Do połowy grudnia przedłużono aresztowanie głównego podejrzanego w aferze Laboratorium Frakcjonowania Osocza. Zygmunt N. nie złożył jeszcze szczegółowych wyjaśnień.

Zygmunt N., główny podejrzany w aferze dotyczącej nieukończonej budowy Laboratorium Frakcjonowania Osocza w Mielcu, został aresztowany przez Sąd Rejonowy w Tarnobrzegu.

Zanim trafił do aresztu, przyleciał z Londynu do Polski. Jego przylot z Wielkiej Brytanii odbył się na mocy Europejskiego Nakazu Aresztowania (ENA), który w styczniu 2005 r. wydał Sąd Okręgowy w Tarnobrzegu.

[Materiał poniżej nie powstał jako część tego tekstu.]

use std::fs;

use serde::Serialize;

use crate::domain::{ArchiveSpec, FileFamily, RunDirectory};
use crate::error::ArchiveError;
use crate::events::{ArchiveEvent, EventSink};
use crate::marker::{MarkerKind, SuccessMarker};
use crate::process::{CommandRunner, Invocation, Pipeline, Toolchain};

#[derive(Debug, Clone, Copy, PartialEq, Eq, Serialize)]
#[serde(rename_all = "lowercase")]
pub enum Outcome {
    Success,
    Skipped,
    Failed,
}

#[derive(Debug, Clone, PartialEq, Eq)]
pub enum ArchiveCommand {
    Single(Invocation),
    Piped(Pipeline),
}

/// Builds the archiver invocation for a planned family. Compression goes
/// through the parallel compressor only when more than one thread is
/// requested and the family is compressed at all. Sources always follow
/// `--`, so run files named like options are archived as files.
pub fn archive_command(
    tools: &Toolchain,
    run: &RunDirectory,
    spec: &ArchiveSpec,
    threads: usize,
) -> ArchiveCommand {
    if spec.compress && threads > 1 {
        let source = Invocation::new(&tools.tar)
            .arg("-cpvf")
            .arg("-")
            .arg("--")
            .args(&spec.sources)
            .current_dir(&run.path);
        let sink = Invocation::new(&tools.compressor)
            .arg("-p")
            .arg(threads.to_string());
        return ArchiveCommand::Piped(Pipeline {
            source,
            sink,
            output: spec.destination.clone(),
        });
    }

    let flags = if spec.compress { "-czpvf" } else { "-cpvf" };
    ArchiveCommand::Single(
        Invocation::new(&tools.tar)
            .arg(flags)
            .arg(&spec.destination)
            .arg("--")
            .args(&spec.sources)
            .current_dir(&run.path),
    )
}

pub struct IdempotentRunner<'a, R: CommandRunner> {
    runner: &'a R,
    tools: &'a Toolchain,
    threads: usize,
    sink: &'a dyn EventSink,
}

impl<'a, R: CommandRunner> IdempotentRunner<'a, R> {
    pub fn new(
        runner: &'a R,
        tools: &'a Toolchain,
        threads: usize,
        sink: &'a dyn EventSink,
    ) -> Self {
        Self {
            runner,
            tools,
            threads,
            sink,
        }
    }

    pub fn marker(run: &RunDirectory, family: FileFamily) -> SuccessMarker {
        SuccessMarker::for_run(run, MarkerKind::Archive(family))
    }

    /// Logs and returns `true` when a previous pass already archived this
    /// family for the run.
    pub fn already_done(&self, run: &RunDirectory, family: FileFamily) -> bool {
        if Self::marker(run, family).exists() {
            self.sink.event(ArchiveEvent::FamilySkipped {
                run: run.to_string(),
                family,
            });
            return true;
        }
        false
    }

    pub fn run(&self, run: &RunDirectory, spec: &ArchiveSpec) -> Outcome {
        if self.already_done(run, spec.family) {
            return Outcome::Skipped;
        }
        match self.execute(run, spec) {
            Ok(true) => {
                self.sink.event(ArchiveEvent::FamilyArchived {
                    run: run.to_string(),
                    family: spec.family,
                    destination: spec.destination.clone(),
                });
                Outcome::Success
            }
            Ok(false) => {
                self.sink.event(ArchiveEvent::FamilyFailed {
                    run: run.to_string(),
                    family: spec.family,
                    message: "archiver exited unsuccessfully".to_string(),
                });
                Outcome::Failed
            }
            Err(err) => {
                self.sink.event(ArchiveEvent::FamilyFailed {
                    run: run.to_string(),
                    family: spec.family,
                    message: err.to_string(),
                });
                Outcome::Failed
            }
        }
    }

    /// The destination is not removed when the archiver fails; the next
    /// attempt overwrites it.
    fn execute(&self, run: &RunDirectory, spec: &ArchiveSpec) -> Result<bool, ArchiveError> {
        if let Some(parent) = spec.destination.parent() {
            fs::create_dir_all(parent).map_err(|err| {
                ArchiveError::Filesystem(format!("create {}: {err}", parent.display()))
            })?;
        }

        let succeeded = match archive_command(self.tools, run, spec, self.threads) {
            ArchiveCommand::Single(command) => self.runner.run(&command, self.sink)?.success(),
            ArchiveCommand::Piped(pipeline) => {
                self.runner.run_pipeline(&pipeline, self.sink)?.success()
            }
        };
        if succeeded {
            Self::marker(run, spec.family).create()?;
        }
        Ok(succeeded)
    }
}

Prokuratura w Tarnobrzegu od października 2001 r. prowadzi dwa śledztwa w sprawie LFO. Jedno dotyczy właśnie wątku Zygmunta N.; drugie - kilku spotkań, na których miały być naciski ze strony osób z otoczenia byłego prezydenta Aleksandra Kwaśniewskiego, aby Ministerstwo Zdrowia kontynuowało współpracę z LFO wbrew merytorycznym przesłankom.

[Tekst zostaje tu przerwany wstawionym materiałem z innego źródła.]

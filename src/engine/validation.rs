//! Caller-input validation against pipeline metadata.
//!
//! Normalizes a free-form rule map into typed [`Rules`], injects declared
//! defaults for absent optional rules, and checks required names and
//! numeric limits. Validation collects every problem it finds rather than
//! stopping at the first.

use serde_json::Value;
use thiserror::Error;

use super::context::Goal;
use super::metadata::PipelineMetadata;
use super::rules::{RuleValue, Rules};

/// A rejected goal or rule map.
#[derive(Debug, Clone, PartialEq, Error)]
pub enum ValidationError {
    /// The goal text is missing or empty.
    #[error("Goal text must not be empty")]
    EmptyGoal,

    /// A required rule name is absent from the normalized map.
    #[error("Required rule '{0}' is missing")]
    MissingRule(String),

    /// A numeric rule falls outside its declared limit.
    #[error("Rule '{name}' value {value} is outside [{min}, {max}]")]
    OutOfRange {
        name: String,
        value: f64,
        min: f64,
        max: f64,
    },

    /// A rule declared with a numeric limit is not numeric.
    #[error("Rule '{name}' must be numeric, got {actual}")]
    NotNumeric { name: String, actual: &'static str },
}

/// Rejects a goal with missing or empty text.
pub fn validate_goal(goal: &Goal) -> Result<(), ValidationError> {
    if goal.text.trim().is_empty() {
        return Err(ValidationError::EmptyGoal);
    }
    Ok(())
}

/// Normalizes untyped caller input into a typed rule map.
///
/// Bare JSON values map structurally onto [`RuleValue`]; entries that are
/// already in tagged rule shape (`{"type": ..., "value": ...}`) pass
/// through unchanged.
pub fn normalize_rules<I>(raw: I) -> Rules
where
    I: IntoIterator<Item = (String, Value)>,
{
    raw.into_iter()
        .map(|(name, value)| {
            let rule = match serde_json::from_value::<RuleValue>(value.clone()) {
                Ok(typed) => typed,
                Err(_) => RuleValue::from(value),
            };
            (name, rule)
        })
        .collect()
}

/// Validates a normalized rule map against a pipeline's metadata.
///
/// Injects defaults for absent optional rules, then checks every required
/// name is present and every limited rule is numeric and in range. Returns
/// the completed rule map or every violation found.
pub fn validate_rules(
    mut rules: Rules,
    metadata: &PipelineMetadata,
) -> Result<Rules, Vec<ValidationError>> {
    for (name, default) in &metadata.defaults {
        rules.entry(name.clone()).or_insert_with(|| default.clone());
    }

    let mut errors = Vec::new();

    for required in &metadata.required_rules {
        if !rules.contains_key(required) {
            errors.push(ValidationError::MissingRule(required.clone()));
        }
    }

    for (name, limit) in &metadata.limits {
        if let Some(rule) = rules.get(name) {
            match rule.as_num() {
                Some(value) if !limit.contains(value) => {
                    errors.push(ValidationError::OutOfRange {
                        name: name.clone(),
                        value,
                        min: limit.min,
                        max: limit.max,
                    });
                }
                Some(_) => {}
                None => errors.push(ValidationError::NotNumeric {
                    name: name.clone(),
                    actual: rule.type_name(),
                }),
            }
        }
    }

    if errors.is_empty() {
        Ok(rules)
    } else {
        Err(errors)
    }
}

#[cfg(test)]
mod tests {
    use super::*;
    use crate::engine::rules::rules_from;
    use serde_json::json;

    fn metadata() -> PipelineMetadata {
        PipelineMetadata::new("p", "P", "", "1.0.0", vec![])
            .with_required(&["theme"])
            .with_optional("count", RuleValue::Num(10.0))
            .with_limit("count", 1.0, 50.0)
    }

    #[test]
    fn test_goal_rejects_empty_text() {
        assert_eq!(
            validate_goal(&Goal::new("   ")),
            Err(ValidationError::EmptyGoal)
        );
        assert!(validate_goal(&Goal::new("build a set")).is_ok());
    }

    #[test]
    fn test_normalize_bare_values() {
        let rules = normalize_rules(vec![
            ("theme".to_string(), json!("history")),
            ("count".to_string(), json!(12)),
            ("strict".to_string(), json!(true)),
        ]);
        assert_eq!(rules["theme"], RuleValue::Str("history".into()));
        assert_eq!(rules["count"], RuleValue::Num(12.0));
        assert_eq!(rules["strict"], RuleValue::Bool(true));
    }

    #[test]
    fn test_normalize_passes_through_typed_shape() {
        let rules = normalize_rules(vec![(
            "count".to_string(),
            json!({"type": "num", "value": 7.0}),
        )]);
        assert_eq!(rules["count"], RuleValue::Num(7.0));
    }

    #[test]
    fn test_missing_required_rule_is_named() {
        let result = validate_rules(Rules::new(), &metadata());
        let errors = result.expect_err("theme is required");
        assert!(errors.contains(&ValidationError::MissingRule("theme".into())));
    }

    #[test]
    fn test_defaults_injected_for_optional_rules() {
        let rules = rules_from([("theme", RuleValue::from("space"))]);
        let validated = validate_rules(rules, &metadata()).expect("valid");
        assert_eq!(validated["count"], RuleValue::Num(10.0));
    }

    #[test]
    fn test_limit_enforced() {
        let rules = rules_from([
            ("theme", RuleValue::from("space")),
            ("count", RuleValue::from(99i64)),
        ]);
        let errors = validate_rules(rules, &metadata()).expect_err("out of range");
        assert!(matches!(errors[0], ValidationError::OutOfRange { .. }));
    }

    #[test]
    fn test_limited_rule_must_be_numeric() {
        let rules = rules_from([
            ("theme", RuleValue::from("space")),
            ("count", RuleValue::from("ten")),
        ]);
        let errors = validate_rules(rules, &metadata()).expect_err("not numeric");
        assert!(matches!(errors[0], ValidationError::NotNumeric { .. }));
    }

    #[test]
    fn test_all_violations_collected() {
        let rules = rules_from([("count", RuleValue::from(0i64))]);
        let errors = validate_rules(rules, &metadata()).expect_err("two problems");
        assert_eq!(errors.len(), 2);
    }
}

W sprawie LFO postawiono już zarzuty kilku osobom, m.in. Włodzimierzowi W. i byłej podsekretarz stanu w Ministerstwie Finansów, Halinie W.-T. Oskarżonym jest Wiesław Kaczmarek. 2 października ubiegłego roku przed warszawskim sądem zaczął się jego proces. Tarnobrzeska prokuratura oskarżyła go w maju 2005 roku o to, że jako minister gospodarki w rządzie Włodzimierza Cimoszewicza wydał nierzetelną opinię, która zdecydowała o przyznaniu spółce LFO poręczenia Skarbu Państwa, mimo braku podstaw co do celowości udzielenia takiej gwarancji. Grozi mu do 5 lat więzienia.

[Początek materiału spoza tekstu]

//! Generative-AI integration.
//!
//! The AI-backed pipeline tasks call text generation through the
//! [`TextGenerator`] trait; [`GenAiClient`] implements it over an
//! OpenAI-compatible HTTP API.

pub mod client;
pub mod extraction;

pub use client::{GenAiClient, ResponseShape, TextGenerator};
pub use extraction::extract_json;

Spółka Laboratorium Frakcjonowania Osocza, która jako jedyna w kraju miała produkować leki z osocza krwi, zaciągnęła w 1997 roku na budowę fabryki kredyt - 32 mln dolarów. Udzieliło go konsorcjum bankowe, na którego czele stał Kredyt Bank. Gwarancji w 60 proc. udzielał zaś ówczesny rząd Włodzimierza Cimoszewicza. Spółka dostała 32 mln dolarów pożyczki, z czego wykorzystała 21 mln. Zamiast fabryki wybudowano jednak tylko dwie hale. Produkcja nigdy nie ruszyła, a spółka kredytu nie spłaciła.